C. lanatus ssp. vulgaris (Schrad. ex Eckl. et Zeyh.) Fursa; the common cultivated fruit we know today, whose sweet flesh and seeds are consumed. The fruits are also sometimes used as fodder.

C. lanatus, ssp. mucosospermus Fursa, found primarily in West Africa with wild and cultivated forms; the seeds are used as a source of edible oil.

C. lanatus ssp. lanatus, with two varieties:

  1. var. caffer (Schrad.) Mansf. ex Fursa, regarded the ancestor of the modern cultivar by Zeven and Zhukovsky (1975), and Jeffrey (2001).

  2. var. citroides (Bailey) Mansf. ex Greb., the variety today used both as a preserving melon and as a fodder melon (Laghetti and Hammer 2007).

Today people in Egypt eat both watermelon flesh and seeds, but two varieties of the fruit are utilised. Complete fruits are sold in markets and shops, and the flesh of these fruits is consumed. In many households the seeds (mostly black and shiny) of these fruits are removed from the fruit flesh and these are then dried and roasted with some salt, before being consumed. Additionally, watermelon seeds (“libb”) are sold in markets and special shops (roasters), but these seeds come from a variety of watermelon rich in seeds rather than fruit flesh (A. Fahmy, personal communication). These seeds tend to be brown or dark orange in colour and the flesh of these fruits is not consumed. This crop is grown in Upper Egypt, but today is mostly imported from Sudan. It is sometimes referred to as C. lanatus var. colocynthoides Schweinfurth (Hassib 1938: A. Fahmy, personal communication). How this variety relates to the those mentioned above is not known, though it is assumed to belong to C. lanatus ssp. vulgaris. The archaeological seeds—both the Roman and Islamic ones—were brown or dark orange in colour; no black shiny seeds were present.

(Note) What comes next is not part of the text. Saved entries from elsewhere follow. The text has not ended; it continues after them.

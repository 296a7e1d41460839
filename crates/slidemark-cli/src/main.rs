//! Slidemark command-line entry point.

use anyhow::{Context, Result, bail};
use clap::{Args, Parser, Subcommand};
use kurbo::{Point, Size};
use serde_json::json;
use slidemark_core::storage::{
    FileStorage, SaveReport, TutorialStore, load_tutorial, slide_prefix,
};
use slidemark_core::{AnnotationKind, AnnotatorConfig, EditorSession, KeyInput, Tool, Tutorial};
use slidemark_render::SkiaPainter;
use std::fs;
use std::path::PathBuf;

#[derive(Parser, Debug)]
#[command(
    name = "slidemark",
    version,
    about = "Annotate captured application screenshots into step-by-step tutorials"
)]
struct Cli {
    /// Settings file (defaults to the per-user location)
    #[arg(long, global = true)]
    config: Option<PathBuf>,
    /// Directory holding Raw/ captures and Annotations/ output
    #[arg(long, global = true)]
    output_dir: Option<PathBuf>,
    /// Locale of the text dictionary to read
    #[arg(long, global = true)]
    locale: Option<String>,
    #[command(subcommand)]
    command: Commands,
}

#[derive(Subcommand, Debug)]
enum Commands {
    /// Build a tutorial from Raw/Tutorial.json and save it
    Import,
    /// Redraw every exported slide and write the images
    Render(RenderArgs),
    /// Print a JSON summary of the saved tutorial
    Inspect,
    /// Place one annotation the way the editor does, then save
    Annotate(AnnotateArgs),
}

#[derive(Args, Debug)]
struct RenderArgs {
    /// Output directory (defaults to Annotations/)
    #[arg(long)]
    out: Option<PathBuf>,
    /// Fit images inside this width
    #[arg(long, requires = "height")]
    width: Option<u32>,
    /// Fit images inside this height
    #[arg(long, requires = "width")]
    height: Option<u32>,
}

#[derive(Args, Debug)]
struct AnnotateArgs {
    /// Slide index
    #[arg(long)]
    slide: usize,
    /// Arrow, ArrowText, Rectangle, Circle, TextBox or Click
    #[arg(long, value_parser = parse_kind)]
    kind: AnnotationKind,
    /// Pointer position in image pixels, as "x,y"
    #[arg(long, value_parser = parse_point)]
    at: Point,
    /// Steps back from the front-most widget under the pointer
    #[arg(long, default_value_t = 0)]
    depth: usize,
    /// Text for kinds that carry text
    #[arg(long)]
    text: Option<String>,
}

fn parse_kind(value: &str) -> Result<AnnotationKind, String> {
    AnnotationKind::from_name(value).map_err(|e| e.to_string())
}

fn parse_point(value: &str) -> Result<Point, String> {
    let (x, y) = value
        .split_once(',')
        .ok_or_else(|| format!("expected \"x,y\", got {value:?}"))?;
    let x = x.trim().parse::<f64>().map_err(|e| e.to_string())?;
    let y = y.trim().parse::<f64>().map_err(|e| e.to_string())?;
    Ok(Point::new(x, y))
}

fn main() {
    env_logger::init();
    if let Err(err) = run() {
        eprintln!("error: {err:#}");
        std::process::exit(1);
    }
}

fn run() -> Result<()> {
    let cli = Cli::parse();
    let config = load_config(&cli)?;
    log::info!("Using output directory {}", config.output_dir.display());

    match cli.command {
        Commands::Import => command_import(&config),
        Commands::Render(args) => command_render(&config, args),
        Commands::Inspect => command_inspect(&config),
        Commands::Annotate(args) => command_annotate(&config, args),
    }
}

fn load_config(cli: &Cli) -> Result<AnnotatorConfig> {
    let mut config = match cli.config.clone().or_else(AnnotatorConfig::default_path) {
        Some(path) => AnnotatorConfig::load(&path)
            .with_context(|| format!("failed to read settings: {}", path.display()))?,
        None => AnnotatorConfig::default(),
    };
    if let Some(dir) = &cli.output_dir {
        config.output_dir = dir.clone();
    }
    if cli.locale.is_some() {
        config.locale = cli.locale.clone();
    }
    Ok(config)
}

fn open_storage(config: &AnnotatorConfig) -> Result<FileStorage> {
    FileStorage::from_config(config).with_context(|| {
        format!("failed to open output directory: {}", config.output_dir.display())
    })
}

fn print_report(report: SaveReport) -> Result<()> {
    let summary = json!({
        "slides": report.slides,
        "text_entries": report.text_entries,
        "images": report.images,
    });
    println!("{}", serde_json::to_string_pretty(&summary)?);
    Ok(())
}

fn command_import(config: &AnnotatorConfig) -> Result<()> {
    let mut store = TutorialStore::new(open_storage(config)?).with_locale(config.locale.clone());
    let slides = store
        .import_capture()
        .context("failed to import capture session")?
        .len();
    for warning in store.warnings() {
        eprintln!("warning: {warning}");
    }
    if slides == 0 {
        bail!("capture session produced no slides");
    }

    let mut painter = SkiaPainter::new(config.geometry.clone());
    let report = store
        .save(Some(&mut painter))
        .context("failed to save tutorial")?;
    print_report(report)
}

fn command_render(config: &AnnotatorConfig, args: RenderArgs) -> Result<()> {
    let storage = open_storage(config)?;
    let out = args.out.unwrap_or_else(|| storage.annotations_dir());
    fs::create_dir_all(&out)
        .with_context(|| format!("failed to create output dir: {}", out.display()))?;

    let mut tutorial = load_tutorial(&storage, config.locale.as_deref())
        .context("failed to load tutorial")?
        .tutorial;
    let mut painter = SkiaPainter::new(config.geometry.clone());
    let target = args
        .width
        .zip(args.height)
        .map(|(w, h)| Size::new(w as f64, h as f64));

    let mut written = 0;
    for (index, slide) in tutorial.slides_mut().iter_mut().enumerate() {
        if !slide.is_emitted() {
            continue;
        }
        slide.redraw(&mut painter);
        let image = match target {
            Some(size) => slide.resized_output(size, true),
            None => slide.resized_output(slide.image_size(), false),
        };
        let path = out.join(format!("{}.png", slide_prefix(index, &slide.title)));
        image
            .save(&path)
            .with_context(|| format!("failed to save slide image: {}", path.display()))?;
        log::debug!("Wrote {}", path.display());
        written += 1;
    }
    println!("{}", json!({ "images": written, "out": out.display().to_string() }));
    Ok(())
}

fn summarize(tutorial: &Tutorial) -> serde_json::Value {
    let slides: Vec<_> = tutorial
        .slides()
        .iter()
        .enumerate()
        .map(|(index, slide)| {
            let annotations: Vec<_> = slide
                .annotations()
                .iter()
                .map(|a| {
                    json!({
                        "kind": a.kind().name(),
                        "widgetPath": a.target().path,
                        "text": a.text,
                    })
                })
                .collect();
            json!({
                "index": index,
                "layout": slide.layout.name(),
                "title": slide.title,
                "size": [slide.background().width(), slide.background().height()],
                "widgets": slide.widgets.len(),
                "sources": slide.screenshot_sources,
                "annotations": annotations,
            })
        })
        .collect();
    json!({
        "title": tutorial.metadata.title,
        "author": tutorial.metadata.author,
        "version": tutorial.metadata.format_version,
        "slides": slides,
    })
}

fn command_inspect(config: &AnnotatorConfig) -> Result<()> {
    let storage = open_storage(config)?;
    let outcome =
        load_tutorial(&storage, config.locale.as_deref()).context("failed to load tutorial")?;
    let mut summary = summarize(&outcome.tutorial);
    summary["warnings"] = json!(
        outcome
            .warnings
            .iter()
            .map(|w| w.to_string())
            .collect::<Vec<_>>()
    );
    println!("{}", serde_json::to_string_pretty(&summary)?);
    Ok(())
}

fn command_annotate(config: &AnnotatorConfig, args: AnnotateArgs) -> Result<()> {
    let mut store = TutorialStore::new(open_storage(config)?).with_locale(config.locale.clone());
    store.load().context("failed to load tutorial")?;

    let (id, target) = {
        let tutorial = store.edit()?;
        let slide = tutorial
            .slide_mut(args.slide)
            .with_context(|| format!("no slide {}", args.slide))?;

        // The view shows the slide at its own size.
        let mut session = EditorSession::new(config);
        session.set_display_size(slide.image_size());
        session.set_tool(slide, Tool::Place(args.kind));
        for _ in 0..args.depth {
            session.step_depth(slide, 1);
        }
        session.pointer_moved(slide, args.at);
        let Some(id) = session.pointer_pressed(slide, args.at) else {
            bail!("no widget at {},{}", args.at.x, args.at.y);
        };
        if let Some(text) = args.text {
            session.key(slide, KeyInput::Paste(text));
        }
        let target = slide
            .annotation(id)
            .map(|a| a.target().path.clone())
            .unwrap_or_default();
        session.finish_current(slide);
        (id, target)
    };

    let mut painter = SkiaPainter::new(config.geometry.clone());
    let report = store
        .save(Some(&mut painter))
        .context("failed to save tutorial")?;
    log::info!("Added {} annotation {id} on {target}", args.kind);
    print_report(report)
}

Three key questions arise. First, are seed characteristics (size, colour and texture) specific to different subspecies and/or varieties? Second, do the watermelon seeds from Roman and Islamic Quseir belong to separate subspecies and, if so, which ones? And third, when did the modern cultivar, C. lanatus ssp. vulgaris, first become cultivated and consumed in Egypt; that is, can any credence be placed in Watson’s (1983) suggestion that the modern fruit is a mediaeval improvement? Suffice it to say that researching these three questions falls outside the scope of this paper, but that future DNA analyses, possibly including ancient DNA, may help resolve the complex cultivation history of this food plant.

Conclusions

Detailed observation of the breakage patterns of the testa (seed coat) of Citrullus lanatus seeds from Roman and Islamic Quseir allows us to suggest that there is currently no evidence that seeds of this food plant were eaten at this site in Roman times, but that they were eaten at the site during the Islamic period. The metric data raise the possibility that the archaeological remains originate from different varieties or subspecies. The eating of the seeds of the Cucurbitaceae and other species is very much a cultural trait and is today commonly found in North African and eastern Mediterranean countries, including many Islamic countries, but is rare in North-West Europe. Exactly when the consumption of these seeds started in Egypt is yet to be determined, but the next step in our research will be the analysis of the watermelon seeds from Late Antique Berenike, Egypt (by kind permission of R. Cappers, Groningen University, The Netherlands). Whether the entire, uneaten, watermelon seeds found in Roman and Islamic layers signify the consumption of the fruit flesh or the use of the fruits as animal fodder requires further contextual research. While we hope to have demonstrated that archaeobotanical analyses can be used to study changes in foodways, it is clear that our research has raised many additional questions. Future DNA analysis may help resolve some of these and thus help illuminate cultural and agronomic transformations in the use of watermelon.